#### Work required:
Go through the data and copy each line where the word "indices" shows up.

^^^^^^^^

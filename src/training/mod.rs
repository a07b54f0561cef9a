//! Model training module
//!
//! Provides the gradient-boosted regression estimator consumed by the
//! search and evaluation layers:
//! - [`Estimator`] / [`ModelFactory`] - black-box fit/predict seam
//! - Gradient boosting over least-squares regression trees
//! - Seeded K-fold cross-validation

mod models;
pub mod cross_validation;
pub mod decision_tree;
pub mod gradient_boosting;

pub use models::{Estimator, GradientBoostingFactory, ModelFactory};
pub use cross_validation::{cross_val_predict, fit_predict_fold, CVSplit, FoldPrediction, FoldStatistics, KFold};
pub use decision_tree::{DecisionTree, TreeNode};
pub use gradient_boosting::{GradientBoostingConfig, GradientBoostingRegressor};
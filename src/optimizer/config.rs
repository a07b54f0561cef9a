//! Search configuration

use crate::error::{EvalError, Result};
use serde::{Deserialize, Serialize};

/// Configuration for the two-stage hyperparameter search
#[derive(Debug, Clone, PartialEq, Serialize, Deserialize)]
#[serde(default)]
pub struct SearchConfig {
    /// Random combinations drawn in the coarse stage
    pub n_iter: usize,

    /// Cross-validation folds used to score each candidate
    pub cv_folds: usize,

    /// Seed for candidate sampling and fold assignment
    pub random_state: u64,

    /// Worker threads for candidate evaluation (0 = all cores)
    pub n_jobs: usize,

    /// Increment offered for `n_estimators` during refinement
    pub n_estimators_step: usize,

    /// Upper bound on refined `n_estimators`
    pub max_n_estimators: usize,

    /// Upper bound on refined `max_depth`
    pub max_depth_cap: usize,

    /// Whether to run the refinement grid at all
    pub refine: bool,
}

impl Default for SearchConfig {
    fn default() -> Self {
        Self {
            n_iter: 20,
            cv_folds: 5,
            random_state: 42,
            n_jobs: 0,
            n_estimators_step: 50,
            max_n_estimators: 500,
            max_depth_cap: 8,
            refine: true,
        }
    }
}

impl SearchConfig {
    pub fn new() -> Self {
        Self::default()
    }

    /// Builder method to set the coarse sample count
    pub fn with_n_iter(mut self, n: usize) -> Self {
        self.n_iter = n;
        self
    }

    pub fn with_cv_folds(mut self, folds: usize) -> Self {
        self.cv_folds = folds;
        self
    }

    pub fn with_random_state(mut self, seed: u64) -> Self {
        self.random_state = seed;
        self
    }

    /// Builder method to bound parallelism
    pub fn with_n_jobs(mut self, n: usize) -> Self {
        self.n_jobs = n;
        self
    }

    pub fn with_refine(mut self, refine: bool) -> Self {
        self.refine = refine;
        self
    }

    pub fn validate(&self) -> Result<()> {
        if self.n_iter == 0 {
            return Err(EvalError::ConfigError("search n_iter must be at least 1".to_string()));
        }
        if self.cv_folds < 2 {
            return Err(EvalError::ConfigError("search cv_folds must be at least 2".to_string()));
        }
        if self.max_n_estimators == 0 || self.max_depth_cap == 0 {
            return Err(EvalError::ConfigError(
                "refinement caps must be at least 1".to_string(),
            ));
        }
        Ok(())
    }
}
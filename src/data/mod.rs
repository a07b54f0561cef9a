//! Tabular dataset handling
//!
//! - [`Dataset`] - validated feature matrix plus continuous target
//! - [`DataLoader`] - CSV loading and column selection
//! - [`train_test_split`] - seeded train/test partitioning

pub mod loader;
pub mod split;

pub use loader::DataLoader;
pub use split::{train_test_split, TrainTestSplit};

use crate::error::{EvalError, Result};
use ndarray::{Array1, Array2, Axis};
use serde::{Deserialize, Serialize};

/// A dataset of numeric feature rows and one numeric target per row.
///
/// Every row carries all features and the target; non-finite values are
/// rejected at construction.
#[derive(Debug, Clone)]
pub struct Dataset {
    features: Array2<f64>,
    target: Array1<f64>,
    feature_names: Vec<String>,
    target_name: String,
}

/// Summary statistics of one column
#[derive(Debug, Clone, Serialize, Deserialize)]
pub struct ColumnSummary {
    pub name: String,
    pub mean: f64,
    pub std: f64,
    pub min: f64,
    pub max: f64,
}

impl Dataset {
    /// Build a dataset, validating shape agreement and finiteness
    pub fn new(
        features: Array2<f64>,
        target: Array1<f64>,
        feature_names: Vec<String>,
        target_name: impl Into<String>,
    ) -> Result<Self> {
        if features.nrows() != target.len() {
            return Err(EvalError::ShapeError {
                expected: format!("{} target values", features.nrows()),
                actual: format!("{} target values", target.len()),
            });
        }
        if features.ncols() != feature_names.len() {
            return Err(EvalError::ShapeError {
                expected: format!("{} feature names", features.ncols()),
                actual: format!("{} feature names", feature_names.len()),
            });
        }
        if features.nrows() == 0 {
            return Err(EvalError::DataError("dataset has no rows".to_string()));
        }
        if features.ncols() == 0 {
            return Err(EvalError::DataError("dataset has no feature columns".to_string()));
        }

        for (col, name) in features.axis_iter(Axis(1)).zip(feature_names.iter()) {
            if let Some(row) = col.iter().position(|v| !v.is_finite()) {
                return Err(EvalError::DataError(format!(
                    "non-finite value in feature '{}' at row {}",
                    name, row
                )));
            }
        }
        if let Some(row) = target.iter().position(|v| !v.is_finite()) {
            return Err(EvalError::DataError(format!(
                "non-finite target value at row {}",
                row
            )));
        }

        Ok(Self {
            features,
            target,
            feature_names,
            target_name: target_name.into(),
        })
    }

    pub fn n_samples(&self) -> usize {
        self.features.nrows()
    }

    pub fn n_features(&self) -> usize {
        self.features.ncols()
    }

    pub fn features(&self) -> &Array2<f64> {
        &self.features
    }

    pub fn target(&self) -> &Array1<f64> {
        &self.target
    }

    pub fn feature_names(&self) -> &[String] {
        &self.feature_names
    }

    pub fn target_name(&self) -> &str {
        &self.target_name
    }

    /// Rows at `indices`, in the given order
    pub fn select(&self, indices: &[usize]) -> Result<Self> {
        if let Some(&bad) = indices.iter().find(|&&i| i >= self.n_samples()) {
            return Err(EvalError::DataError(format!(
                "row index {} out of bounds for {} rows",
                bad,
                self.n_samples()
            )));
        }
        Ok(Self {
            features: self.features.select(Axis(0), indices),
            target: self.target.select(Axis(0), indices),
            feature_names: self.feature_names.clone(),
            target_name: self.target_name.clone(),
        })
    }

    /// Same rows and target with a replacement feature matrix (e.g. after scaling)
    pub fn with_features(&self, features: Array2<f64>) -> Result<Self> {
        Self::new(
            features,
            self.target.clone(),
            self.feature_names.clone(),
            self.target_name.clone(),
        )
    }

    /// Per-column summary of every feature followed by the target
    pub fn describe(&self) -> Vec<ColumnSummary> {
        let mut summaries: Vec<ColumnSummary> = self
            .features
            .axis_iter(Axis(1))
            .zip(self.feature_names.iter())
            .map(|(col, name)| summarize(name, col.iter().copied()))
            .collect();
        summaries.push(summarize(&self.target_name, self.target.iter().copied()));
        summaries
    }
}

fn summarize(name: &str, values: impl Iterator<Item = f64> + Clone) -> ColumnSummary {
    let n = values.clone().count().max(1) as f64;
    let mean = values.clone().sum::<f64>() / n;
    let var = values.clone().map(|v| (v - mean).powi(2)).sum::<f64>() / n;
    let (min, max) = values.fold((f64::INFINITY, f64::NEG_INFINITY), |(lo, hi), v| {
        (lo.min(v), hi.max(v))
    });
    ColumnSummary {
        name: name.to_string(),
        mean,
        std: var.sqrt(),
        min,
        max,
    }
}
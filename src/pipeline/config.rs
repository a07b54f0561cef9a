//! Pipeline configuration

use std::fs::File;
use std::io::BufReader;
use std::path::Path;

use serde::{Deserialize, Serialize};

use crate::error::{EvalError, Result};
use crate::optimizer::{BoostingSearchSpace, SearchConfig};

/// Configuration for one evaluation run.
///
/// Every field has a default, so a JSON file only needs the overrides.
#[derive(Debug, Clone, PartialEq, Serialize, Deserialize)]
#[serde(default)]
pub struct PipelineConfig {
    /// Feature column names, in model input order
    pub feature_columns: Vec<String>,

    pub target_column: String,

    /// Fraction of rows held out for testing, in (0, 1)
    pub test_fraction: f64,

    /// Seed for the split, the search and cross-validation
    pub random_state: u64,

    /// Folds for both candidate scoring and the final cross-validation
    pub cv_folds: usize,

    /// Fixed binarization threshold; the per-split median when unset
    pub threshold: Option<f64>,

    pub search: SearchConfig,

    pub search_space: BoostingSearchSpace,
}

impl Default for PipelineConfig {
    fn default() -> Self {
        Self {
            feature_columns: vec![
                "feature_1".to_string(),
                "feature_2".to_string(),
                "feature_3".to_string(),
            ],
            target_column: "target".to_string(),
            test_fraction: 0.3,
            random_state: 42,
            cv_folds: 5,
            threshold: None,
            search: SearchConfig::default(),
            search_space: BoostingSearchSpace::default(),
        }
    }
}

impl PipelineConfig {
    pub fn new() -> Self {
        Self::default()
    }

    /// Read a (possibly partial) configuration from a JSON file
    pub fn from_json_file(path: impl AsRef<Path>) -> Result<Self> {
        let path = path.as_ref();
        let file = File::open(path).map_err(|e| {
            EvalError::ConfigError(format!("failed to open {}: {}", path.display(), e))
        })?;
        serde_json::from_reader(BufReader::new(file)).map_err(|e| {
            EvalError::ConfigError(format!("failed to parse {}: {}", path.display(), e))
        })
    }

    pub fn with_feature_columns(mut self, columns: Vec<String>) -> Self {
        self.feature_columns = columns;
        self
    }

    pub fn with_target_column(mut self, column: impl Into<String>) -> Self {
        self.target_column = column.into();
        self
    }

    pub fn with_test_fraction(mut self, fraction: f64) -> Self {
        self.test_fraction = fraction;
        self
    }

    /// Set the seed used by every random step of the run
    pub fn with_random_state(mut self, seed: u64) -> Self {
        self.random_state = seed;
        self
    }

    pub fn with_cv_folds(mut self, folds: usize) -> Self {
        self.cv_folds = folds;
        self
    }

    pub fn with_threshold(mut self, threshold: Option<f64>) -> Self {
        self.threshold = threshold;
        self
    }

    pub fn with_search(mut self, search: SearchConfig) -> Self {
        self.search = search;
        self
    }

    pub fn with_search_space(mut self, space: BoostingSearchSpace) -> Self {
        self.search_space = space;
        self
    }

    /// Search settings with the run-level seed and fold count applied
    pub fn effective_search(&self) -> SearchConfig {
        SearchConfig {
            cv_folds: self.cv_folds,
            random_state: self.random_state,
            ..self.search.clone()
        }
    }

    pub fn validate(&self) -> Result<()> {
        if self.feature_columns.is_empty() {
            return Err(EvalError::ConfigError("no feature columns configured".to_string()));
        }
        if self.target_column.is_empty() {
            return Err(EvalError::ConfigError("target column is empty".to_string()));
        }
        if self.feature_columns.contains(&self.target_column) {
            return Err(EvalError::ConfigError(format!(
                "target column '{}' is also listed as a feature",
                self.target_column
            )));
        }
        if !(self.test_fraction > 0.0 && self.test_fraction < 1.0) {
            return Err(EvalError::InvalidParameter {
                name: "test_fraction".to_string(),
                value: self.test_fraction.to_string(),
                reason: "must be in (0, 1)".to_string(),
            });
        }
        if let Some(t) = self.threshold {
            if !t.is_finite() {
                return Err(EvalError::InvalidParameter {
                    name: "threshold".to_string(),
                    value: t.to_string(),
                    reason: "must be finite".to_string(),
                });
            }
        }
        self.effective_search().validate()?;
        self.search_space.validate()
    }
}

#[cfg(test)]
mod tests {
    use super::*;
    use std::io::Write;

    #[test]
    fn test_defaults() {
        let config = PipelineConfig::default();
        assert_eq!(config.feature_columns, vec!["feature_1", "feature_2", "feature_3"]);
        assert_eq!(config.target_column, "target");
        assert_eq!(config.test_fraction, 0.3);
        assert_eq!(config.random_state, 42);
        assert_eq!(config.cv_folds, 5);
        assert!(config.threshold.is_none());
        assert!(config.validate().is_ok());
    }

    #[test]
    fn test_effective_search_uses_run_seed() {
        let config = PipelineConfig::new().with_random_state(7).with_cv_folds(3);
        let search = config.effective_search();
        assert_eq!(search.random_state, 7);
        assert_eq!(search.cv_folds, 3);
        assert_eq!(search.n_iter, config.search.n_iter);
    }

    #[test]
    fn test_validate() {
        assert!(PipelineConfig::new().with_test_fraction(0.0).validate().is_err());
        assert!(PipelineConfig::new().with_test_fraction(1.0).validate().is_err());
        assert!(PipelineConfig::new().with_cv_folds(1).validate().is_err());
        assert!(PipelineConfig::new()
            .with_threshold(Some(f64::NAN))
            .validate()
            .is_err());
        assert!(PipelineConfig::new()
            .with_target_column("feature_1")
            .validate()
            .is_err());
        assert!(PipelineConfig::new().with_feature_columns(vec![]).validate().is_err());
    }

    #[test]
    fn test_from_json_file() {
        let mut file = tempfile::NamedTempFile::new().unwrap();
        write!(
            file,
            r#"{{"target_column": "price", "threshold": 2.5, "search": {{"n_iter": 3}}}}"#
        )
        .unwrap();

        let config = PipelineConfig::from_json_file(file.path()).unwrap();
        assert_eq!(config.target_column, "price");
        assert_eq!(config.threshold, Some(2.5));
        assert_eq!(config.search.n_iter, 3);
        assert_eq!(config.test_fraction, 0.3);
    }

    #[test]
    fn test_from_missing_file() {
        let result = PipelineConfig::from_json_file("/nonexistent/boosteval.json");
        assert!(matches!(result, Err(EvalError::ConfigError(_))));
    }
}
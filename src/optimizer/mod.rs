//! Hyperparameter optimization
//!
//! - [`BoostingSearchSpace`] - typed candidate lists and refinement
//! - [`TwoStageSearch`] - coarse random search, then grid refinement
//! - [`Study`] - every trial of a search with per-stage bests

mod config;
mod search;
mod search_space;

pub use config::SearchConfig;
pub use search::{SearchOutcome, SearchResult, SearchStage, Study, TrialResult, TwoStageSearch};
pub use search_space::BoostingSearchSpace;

^^^^^^^^

#### The answer:
    /// Rows at `indices`, in the given order
    pub fn select(&self, indices: &[usize]) -> Result<Self> {
        if let Some(&bad) = indices.iter().find(|&&i| i >= self.n_samples()) {
            features: self.features.select(Axis(0), indices),
            target: self.target.select(Axis(0), indices),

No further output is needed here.